◆ About this exercise: Reproduce the records below exactly as they appear.

◆ Given data:
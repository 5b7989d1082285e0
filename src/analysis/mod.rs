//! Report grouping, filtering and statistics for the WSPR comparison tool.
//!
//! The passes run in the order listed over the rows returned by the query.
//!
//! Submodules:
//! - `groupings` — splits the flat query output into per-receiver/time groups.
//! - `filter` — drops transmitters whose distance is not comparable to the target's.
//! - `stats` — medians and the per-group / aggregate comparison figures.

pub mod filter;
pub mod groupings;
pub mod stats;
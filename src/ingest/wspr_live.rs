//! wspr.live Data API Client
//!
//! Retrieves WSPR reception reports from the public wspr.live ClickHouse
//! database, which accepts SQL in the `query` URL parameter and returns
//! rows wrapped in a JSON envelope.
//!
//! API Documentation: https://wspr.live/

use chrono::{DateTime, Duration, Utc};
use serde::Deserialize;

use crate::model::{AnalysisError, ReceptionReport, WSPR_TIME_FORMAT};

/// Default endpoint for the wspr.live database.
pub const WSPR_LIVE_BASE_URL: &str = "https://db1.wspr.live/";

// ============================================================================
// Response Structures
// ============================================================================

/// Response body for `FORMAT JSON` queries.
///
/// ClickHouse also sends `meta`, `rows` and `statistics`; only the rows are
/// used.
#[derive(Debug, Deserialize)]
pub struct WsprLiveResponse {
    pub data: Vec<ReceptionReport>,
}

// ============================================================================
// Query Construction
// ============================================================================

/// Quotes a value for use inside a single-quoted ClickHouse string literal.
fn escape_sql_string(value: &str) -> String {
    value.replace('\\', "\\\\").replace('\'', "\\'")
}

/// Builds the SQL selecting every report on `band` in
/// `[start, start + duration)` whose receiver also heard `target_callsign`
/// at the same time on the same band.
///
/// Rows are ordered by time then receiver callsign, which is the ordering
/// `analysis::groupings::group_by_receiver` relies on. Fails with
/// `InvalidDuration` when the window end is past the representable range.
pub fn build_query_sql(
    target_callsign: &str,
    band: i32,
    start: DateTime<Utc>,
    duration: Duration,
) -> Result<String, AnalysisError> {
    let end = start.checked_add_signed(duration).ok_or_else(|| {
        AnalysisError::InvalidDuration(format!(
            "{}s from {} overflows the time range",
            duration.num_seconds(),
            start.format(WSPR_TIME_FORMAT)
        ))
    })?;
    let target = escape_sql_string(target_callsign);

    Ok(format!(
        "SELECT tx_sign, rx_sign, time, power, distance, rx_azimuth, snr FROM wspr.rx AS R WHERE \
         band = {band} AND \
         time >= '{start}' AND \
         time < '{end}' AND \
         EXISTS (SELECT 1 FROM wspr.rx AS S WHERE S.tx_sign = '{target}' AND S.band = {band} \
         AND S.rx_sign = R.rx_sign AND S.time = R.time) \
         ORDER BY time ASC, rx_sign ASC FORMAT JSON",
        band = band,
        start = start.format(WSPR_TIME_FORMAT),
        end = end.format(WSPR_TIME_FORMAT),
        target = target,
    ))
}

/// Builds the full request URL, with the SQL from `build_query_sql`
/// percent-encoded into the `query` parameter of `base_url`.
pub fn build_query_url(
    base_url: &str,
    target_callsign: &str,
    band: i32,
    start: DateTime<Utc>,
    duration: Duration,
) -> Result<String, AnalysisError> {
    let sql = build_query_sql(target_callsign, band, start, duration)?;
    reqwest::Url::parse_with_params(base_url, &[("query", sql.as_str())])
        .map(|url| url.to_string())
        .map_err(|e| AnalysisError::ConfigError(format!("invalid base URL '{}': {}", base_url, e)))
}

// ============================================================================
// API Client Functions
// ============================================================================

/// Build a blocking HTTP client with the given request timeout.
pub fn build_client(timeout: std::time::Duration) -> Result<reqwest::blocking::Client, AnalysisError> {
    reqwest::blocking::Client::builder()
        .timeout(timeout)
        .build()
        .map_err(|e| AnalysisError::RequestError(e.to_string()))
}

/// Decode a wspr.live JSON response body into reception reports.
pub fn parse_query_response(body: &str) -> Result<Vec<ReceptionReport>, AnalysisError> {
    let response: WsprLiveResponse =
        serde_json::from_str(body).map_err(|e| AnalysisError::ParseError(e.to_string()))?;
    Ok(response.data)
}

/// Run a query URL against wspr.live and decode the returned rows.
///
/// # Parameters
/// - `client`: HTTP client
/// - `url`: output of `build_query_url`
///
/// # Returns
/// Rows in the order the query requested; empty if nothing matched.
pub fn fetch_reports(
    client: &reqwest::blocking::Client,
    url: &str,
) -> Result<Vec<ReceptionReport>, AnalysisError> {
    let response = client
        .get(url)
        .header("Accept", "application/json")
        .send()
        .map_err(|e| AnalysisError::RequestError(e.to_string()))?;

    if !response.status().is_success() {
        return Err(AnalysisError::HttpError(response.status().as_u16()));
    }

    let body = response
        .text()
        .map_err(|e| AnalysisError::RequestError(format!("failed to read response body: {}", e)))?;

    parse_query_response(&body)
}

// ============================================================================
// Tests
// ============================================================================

◆ Output below:
repository 5b7989d1082285e0
filename src/analysis/mod.rs
//! Report grouping, filtering and statistics for the WSPR comparison tool.
//!
//! The passes run in the order listed over the rows returned by the query.
//!
//! Submodules:
//! - `groupings` — splits the flat query output into per-receiver/time groups.
//! - `filter` — drops transmitters whose distance is not comparable to the target's.
//! - `stats` — medians and the per-group / aggregate comparison figures.

pub mod filter;
pub mod groupings;
pub mod stats;
filename src/ingest/wspr_live.rs
//! wspr.live Data API Client
//!
//! Retrieves WSPR reception reports from the public wspr.live ClickHouse
//! database, which accepts SQL in the `query` URL parameter and returns
//! rows wrapped in a JSON envelope.
//!
//! API Documentation: https://wspr.live/

use chrono::{DateTime, Duration, Utc};
use serde::Deserialize;

use crate::model::{AnalysisError, ReceptionReport, WSPR_TIME_FORMAT};

/// Default endpoint for the wspr.live database.
pub const WSPR_LIVE_BASE_URL: &str = "https://db1.wspr.live/";

// ============================================================================
// Response Structures
// ============================================================================

/// Response body for `FORMAT JSON` queries.
///
/// ClickHouse also sends `meta`, `rows` and `statistics`; only the rows are
/// used.
#[derive(Debug, Deserialize)]
pub struct WsprLiveResponse {
    pub data: Vec<ReceptionReport>,
}

// ============================================================================
// Query Construction
// ============================================================================

/// Quotes a value for use inside a single-quoted ClickHouse string literal.
fn escape_sql_string(value: &str) -> String {
    value.replace('\\', "\\\\").replace('\'', "\\'")
}

/// Builds the SQL selecting every report on `band` in
/// `[start, start + duration)` whose receiver also heard `target_callsign`
/// at the same time on the same band.
///
/// Rows are ordered by time then receiver callsign, which is the ordering
/// `analysis::groupings::group_by_receiver` relies on. Fails with
/// `InvalidDuration` when the window end is past the representable range.
pub fn build_query_sql(
    target_callsign: &str,
    band: i32,
    start: DateTime<Utc>,
    duration: Duration,
) -> Result<String, AnalysisError> {
    let end = start.checked_add_signed(duration).ok_or_else(|| {
        AnalysisError::InvalidDuration(format!(
            "{}s from {} overflows the time range",
            duration.num_seconds(),
            start.format(WSPR_TIME_FORMAT)
        ))
    })?;
    let target = escape_sql_string(target_callsign);

    Ok(format!(
        "SELECT tx_sign, rx_sign, time, power, distance, rx_azimuth, snr FROM wspr.rx AS R WHERE \
         band = {band} AND \
         time >= '{start}' AND \
         time < '{end}' AND \
         EXISTS (SELECT 1 FROM wspr.rx AS S WHERE S.tx_sign = '{target}' AND S.band = {band} \
         AND S.rx_sign = R.rx_sign AND S.time = R.time) \
         ORDER BY time ASC, rx_sign ASC FORMAT JSON",
        band = band,
        start = start.format(WSPR_TIME_FORMAT),
        end = end.format(WSPR_TIME_FORMAT),
        target = target,
    ))
}

/// Builds the full request URL, with the SQL from `build_query_sql`
/// percent-encoded into the `query` parameter of `base_url`.
pub fn build_query_url(
    base_url: &str,
    target_callsign: &str,
    band: i32,
    start: DateTime<Utc>,
    duration: Duration,
) -> Result<String, AnalysisError> {
    let sql = build_query_sql(target_callsign, band, start, duration)?;
    reqwest::Url::parse_with_params(base_url, &[("query", sql.as_str())])
        .map(|url| url.to_string())
        .map_err(|e| AnalysisError::ConfigError(format!("invalid base URL '{}': {}", base_url, e)))
}

// ============================================================================
// API Client Functions
// ============================================================================

/// Build a blocking HTTP client with the given request timeout.
pub fn build_client(timeout: std::time::Duration) -> Result<reqwest::blocking::Client, AnalysisError> {
    reqwest::blocking::Client::builder()
        .timeout(timeout)
        .build()
        .map_err(|e| AnalysisError::RequestError(e.to_string()))
}

/// Decode a wspr.live JSON response body into reception reports.
pub fn parse_query_response(body: &str) -> Result<Vec<ReceptionReport>, AnalysisError> {
    let response: WsprLiveResponse =
        serde_json::from_str(body).map_err(|e| AnalysisError::ParseError(e.to_string()))?;
    Ok(response.data)
}

/// Run a query URL against wspr.live and decode the returned rows.
///
/// # Parameters
/// - `client`: HTTP client
/// - `url`: output of `build_query_url`
///
/// # Returns
/// Rows in the order the query requested; empty if nothing matched.
pub fn fetch_reports(
    client: &reqwest::blocking::Client,
    url: &str,
) -> Result<Vec<ReceptionReport>, AnalysisError> {
    let response = client
        .get(url)
        .header("Accept", "application/json")
        .send()
        .map_err(|e| AnalysisError::RequestError(e.to_string()))?;

    if !response.status().is_success() {
        return Err(AnalysisError::HttpError(response.status().as_u16()));
    }

    let body = response
        .text()
        .map_err(|e| AnalysisError::RequestError(format!("failed to read response body: {}", e)))?;

    parse_query_response(&body)
}

// ============================================================================
// Tests
// ============================================================================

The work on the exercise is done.